── Given data
//! HTTP probe capability.
//!
//! # Responsibilities
//! - Perform one HEAD request against a server URL
//! - Classify the result as online / offline / timeout / error
//! - Measure round-trip latency

use std::time::{Duration, Instant};

use async_trait::async_trait;
use reqwest::redirect;

use crate::catalog::ServerStatus;
use crate::config::CheckerConfig;

/// Result of probing a single server. Exactly one classification per
/// check; no server is double-counted.
#[derive(Debug, Clone)]
pub struct Outcome {
    pub status: ServerStatus,
    /// Round-trip latency in milliseconds.
    pub latency_ms: f64,
    /// HTTP response code, when a response arrived.
    pub response_code: Option<u16>,
}

impl Outcome {
    /// Outcome for a check that failed outside the HTTP exchange itself.
    pub fn error(latency_ms: f64) -> Self {
        Self {
            status: ServerStatus::Error,
            latency_ms,
            response_code: None,
        }
    }
}

/// A capability that checks one URL at a time.
///
/// Implementations must be safe to invoke concurrently from many workers;
/// per-call state may not be shared mutably across calls.
#[async_trait]
pub trait Probe: Send + Sync {
    async fn probe(&self, url: &str) -> Outcome;
}

/// Probe backed by a shared `reqwest` client.
///
/// The client enforces the request timeout, connect timeout, redirect
/// policy and TLS verification taken from [`CheckerConfig`]; response
/// bodies are discarded.
#[derive(Debug, Clone)]
pub struct HttpProbe {
    client: reqwest::Client,
}

impl HttpProbe {
    pub fn new(config: &CheckerConfig) -> Result<Self, reqwest::Error> {
        let redirect_policy = if config.follow_redirects {
            redirect::Policy::limited(config.max_redirects)
        } else {
            redirect::Policy::none()
        };

        let client = reqwest::Client::builder()
            .timeout(Duration::from_secs(config.timeout_secs))
            .connect_timeout(Duration::from_secs(config.connect_timeout_secs))
            .redirect(redirect_policy)
            .danger_accept_invalid_certs(!config.verify_tls)
            .build()?;

        Ok(Self { client })
    }
}

#[async_trait]
impl Probe for HttpProbe {
    async fn probe(&self, url: &str) -> Outcome {
        let start = Instant::now();
        let result = self.client.head(url).send().await;
        let latency_ms = start.elapsed().as_secs_f64() * 1000.0;

        match result {
            Ok(response) => {
                let code = response.status().as_u16();
                // 2xx and 3xx count as reachable; anything else answered
                // but is not serving.
                let status = if (200..400).contains(&code) {
                    ServerStatus::Online
                } else {
                    ServerStatus::Offline
                };
                Outcome {
                    status,
                    latency_ms,
                    response_code: Some(code),
                }
            }
            Err(e) if e.is_timeout() => {
                tracing::debug!(url, error = %e, "Probe timed out");
                Outcome {
                    status: ServerStatus::Timeout,
                    latency_ms,
                    response_code: None,
                }
            }
            Err(e) => {
                tracing::debug!(url, error = %e, "Probe failed");
                Outcome {
                    status: ServerStatus::Error,
                    latency_ms,
                    response_code: None,
                }
            }
        }
    }
}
────
Work to complete ->
All of the material above needs to be retyped word for word.

Exercise solution ->
//! HTTP probe capability.
//!
//! # Responsibilities
//! - Perform one HEAD request against a server URL
//! - Classify the result as online / offline / timeout / error
//! - Measure round-trip latency

use std::time::{Duration, Instant};

use async_trait::async_trait;
use reqwest::redirect;

use crate::catalog::ServerStatus;
use crate::config::CheckerConfig;

/// Result of probing a single server. Exactly one classification per
/// check; no server is double-counted.
#[derive(Debug, Clone)]
pub struct Outcome {
    pub status: ServerStatus,
    /// Round-trip latency in milliseconds.
    pub latency_ms: f64,
    /// HTTP response code, when a response arrived.
    pub response_code: Option<u16>,
}

impl Outcome {
    /// Outcome for a check that failed outside the HTTP exchange itself.
    pub fn error(latency_ms: f64) -> Self {
        Self {
            status: ServerStatus::Error,
            latency_ms,
            response_code: None,
        }
    }
}

/// A capability that checks one URL at a time.
///
/// Implementations must be safe to invoke concurrently from many workers;
/// per-call state may not be shared mutably across calls.
#[async_trait]
pub trait Probe: Send + Sync {
    async fn probe(&self, url: &str) -> Outcome;
}

/// Probe backed by a shared `reqwest` client.
///
/// The client enforces the request timeout, connect timeout, redirect
/// policy and TLS verification taken from [`CheckerConfig`]; response
/// bodies are discarded.
#[derive(Debug, Clone)]
pub struct HttpProbe {
    client: reqwest::Client,
}

impl HttpProbe {
    pub fn new(config: &CheckerConfig) -> Result<Self, reqwest::Error> {
        let redirect_policy = if config.follow_redirects {
            redirect::Policy::limited(config.max_redirects)
        } else {
            redirect::Policy::none()
        };

        let client = reqwest::Client::builder()
            .timeout(Duration::from_secs(config.timeout_secs))
            .connect_timeout(Duration::from_secs(config.connect_timeout_secs))
            .redirect(redirect_policy)
            .danger_accept_invalid_certs(!config.verify_tls)
            .build()?;

        Ok(Self { client })
    }
}

#[async_trait]
impl Probe for HttpProbe {
    async fn probe(&self, url: &str) -> Outcome {
        let start = Instant::now();
        let result = self.client.head(url).send().await;
        let latency_ms = start.elapsed().as_secs_f64() * 1000.0;

        match result {
            Ok(response) => {
                let code = response.status().as_u16();
                // 2xx and 3xx count as reachable; anything else answered
                // but is not serving.
                let status = if (200..400).contains(&code) {
                    ServerStatus::Online
                } else {
                    ServerStatus::Offline
                };
                Outcome {
                    status,
                    latency_ms,
                    response_code: Some(code),
                }
            }
            Err(e) if e.is_timeout() => {
                tracing::debug!(url, error = %e, "Probe timed out");
                Outcome {
                    status: ServerStatus::Timeout,
                    latency_ms,
                    response_code: None,
                }
            }
            Err(e) => {
                tracing::debug!(url, error = %e, "Probe failed");
                Outcome {
                    status: ServerStatus::Error,
                    latency_ms,
                    response_code: None,
                }
            }
        }
    }
}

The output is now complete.